The weather forecast was for and calm conditions so John suggested we head off early (relatively speaking) on Thursday morning for a mornings fishing.  We were up in time to get the boat ready and on our way by 8am, and boy was it chilly with a good frost on the ground.  We were rugged up in our best warm gear; hats, gloves, scarves, possum/merino jackets, with a lot of it having not seen the light of day for a good couple of years. Oh and not forgetting Roy and his Waikato socks. These socks are renown amongst some of our friends as the indicator that it is becoming definitely chilly.   It’s a bit like that ad we used to get on TV many years ago for something that I cannot  now remember (I think it may have been an antiseptic or sticking plasters?) but the ad was of a small blond headed boy playing rugby with the catch line of “oh no, Snow cops it again”, when that ad appeared on our screens we knew that it was winter time.  Well, when Roy wears his Waikato socks, we know it’s winter! 

 Roy geared up with his Waikato socks on.

And not to be outdone, John was wearing his lucky bright orange fishing hat and Jude had kindly lent me her lucky bright yellow fluoro hat….hmmmm, not too sure about the look – or the luck in my case!


 I think we have become accustomed to the warmer climes especially during the winter months, I mean, these days if we have a temperature getting down into single figures we think we are frozen!  It was not so long ago that we used to get excited when the winter temperature got out of single figures!

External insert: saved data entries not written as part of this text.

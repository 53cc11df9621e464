//! Collaborator seams: the event sink the front end implements and the chat-history store.

use std::collections::VecDeque;

use serde::{Deserialize, Serialize};

use crate::config::HISTORY_REPLAY_LIMIT;
use crate::identity::ParticipantId;
use crate::protocol::RosterEntry;
use crate::role::SessionRole;

/// Owned form of every session event, for sinks that queue events elsewhere.
#[derive(Debug, Clone, PartialEq, Eq)]
pub enum HubEvent {
    Chat {
        author: ParticipantId,
        nickname: String,
        text: String,
    },
    Notice(String),
    Roster(Vec<RosterEntry>),
    Frame {
        streamer: ParticipantId,
        jpeg: Vec<u8>,
    },
    Audio {
        sender: ParticipantId,
        data: Vec<u8>,
    },
    Speaking(ParticipantId),
    RoomAccepted {
        code: String,
        name: String,
    },
    HostPrompt(ParticipantId),
    FileReceived {
        sender: ParticipantId,
        nickname: String,
        filename: String,
        data: Vec<u8>,
    },
    RoleChanged(SessionRole),
    Closed(String),
}

/// Callbacks from the session to its front end. Every method defaults to forwarding an owned
/// `HubEvent` to `emit`, so a sink may implement either the methods it cares about or `emit`.
pub trait SessionEvents {
    fn emit(&mut self, _event: HubEvent) {}

    fn chat_received(&mut self, author: &ParticipantId, nickname: &str, text: &str) {
        self.emit(HubEvent::Chat {
            author: author.clone(),
            nickname: nickname.to_owned(),
            text: text.to_owned(),
        });
    }

    /// System-style line ("X joined.", "Host closed the room.").
    fn system_notice(&mut self, text: &str) {
        self.emit(HubEvent::Notice(text.to_owned()));
    }

    fn roster_changed(&mut self, roster: &[RosterEntry]) {
        self.emit(HubEvent::Roster(roster.to_vec()));
    }

    /// A complete JPEG frame from the watched streamer.
    fn frame_ready(&mut self, streamer: &ParticipantId, jpeg: Vec<u8>) {
        self.emit(HubEvent::Frame {
            streamer: streamer.clone(),
            jpeg,
        });
    }

    /// Raw audio to hand to the playback device.
    fn audio_received(&mut self, sender: &ParticipantId, data: &[u8]) {
        self.emit(HubEvent::Audio {
            sender: sender.clone(),
            data: data.to_vec(),
        });
    }

    fn speaking(&mut self, sender: &ParticipantId) {
        self.emit(HubEvent::Speaking(sender.clone()));
    }

    fn room_accepted(&mut self, code: &str, name: &str) {
        self.emit(HubEvent::RoomAccepted {
            code: code.to_owned(),
            name: name.to_owned(),
        });
    }

    /// The host asks this peer to act as secondary host.
    fn host_prompt(&mut self, host: &ParticipantId) {
        self.emit(HubEvent::HostPrompt(host.clone()));
    }

    fn file_received(&mut self, sender: &ParticipantId, nickname: &str, filename: &str, data: Vec<u8>) {
        self.emit(HubEvent::FileReceived {
            sender: sender.clone(),
            nickname: nickname.to_owned(),
            filename: filename.to_owned(),
            data,
        });
    }

    fn role_changed(&mut self, role: SessionRole) {
        self.emit(HubEvent::RoleChanged(role));
    }

    /// The session is over (room closed, banned, local shutdown).
    fn session_closed(&mut self, reason: &str) {
        self.emit(HubEvent::Closed(reason.to_owned()));
    }
}

/// Discards everything.
#[derive(Debug, Default, Clone, Copy)]
pub struct NullEvents;

impl SessionEvents for NullEvents {}

/// One logged chat line.
#[derive(Debug, Clone, PartialEq, Eq, Serialize, Deserialize)]
pub struct ChatRecord {
    #[serde(rename = "uid")]
    pub author: ParticipantId,
    #[serde(rename = "nick")]
    pub nickname: String,
    #[serde(rename = "msg")]
    pub text: String,
}

/// Chat log the host appends to and replays to new peers.
pub trait HistoryStore {
    /// Switch to the log of `room_code`. Called when this instance starts hosting a room.
    fn open_room(&mut self, _room_code: &str) {}

    fn append(&mut self, record: ChatRecord);

    /// Oldest first, at most `HISTORY_REPLAY_LIMIT` records.
    fn replay(&self) -> Vec<ChatRecord>;
}

/// In-memory log bounded to the replay length.
#[derive(Debug, Default)]
pub struct MemoryHistory {
    records: VecDeque<ChatRecord>,
}

impl HistoryStore for MemoryHistory {
    fn open_room(&mut self, _room_code: &str) {
        self.records.clear();
    }

    fn append(&mut self, record: ChatRecord) {
        if self.records.len() == HISTORY_REPLAY_LIMIT {
            self.records.pop_front();
        }
        self.records.push_back(record);
    }

    fn replay(&self) -> Vec<ChatRecord> {
        self.records.iter().cloned().collect()
    }
}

How quickly we adapt.  Anyway, back to the fishing.

We headed off over the Whakatane bar for a favourite fishing spot just down the coast.

  A lovely day for fishing

It wasn’t long before a few fish were being landed, however, many of them were sent back to go tell their granddad to jump on our lines.  But it wasn’t too long before we had enough for dinner so it was time to head back to land.  

We ended up with a reasonable mornings catch… 

 One Kahawai, two trevally, three snapper and seven gurnard.

Next came the filleting lessons. 

  Roy and John at the filleting table with the cat and dog waiting expectantly for some tasty morsels

Chum, the dog, just loves the snapper skins.  It’s no wonder he has such a lovely glossy coat and is full of energy.  Filleting lessons complete, it was time to clean up the boat before storing it away, tidy up around the filleting table before we could enjoy some of our catch.  The Kahawai was smoked and make into pâtè to have with drinks the next day, but tonight we were to have the trevally as sashimi  


For dinner we had snapper and gurnard fillets with enough gurnard left for dinner the next day.  Fresh fish is just the best and we throughly enjoyed every morsel. Now we just have to wait for the next expedition!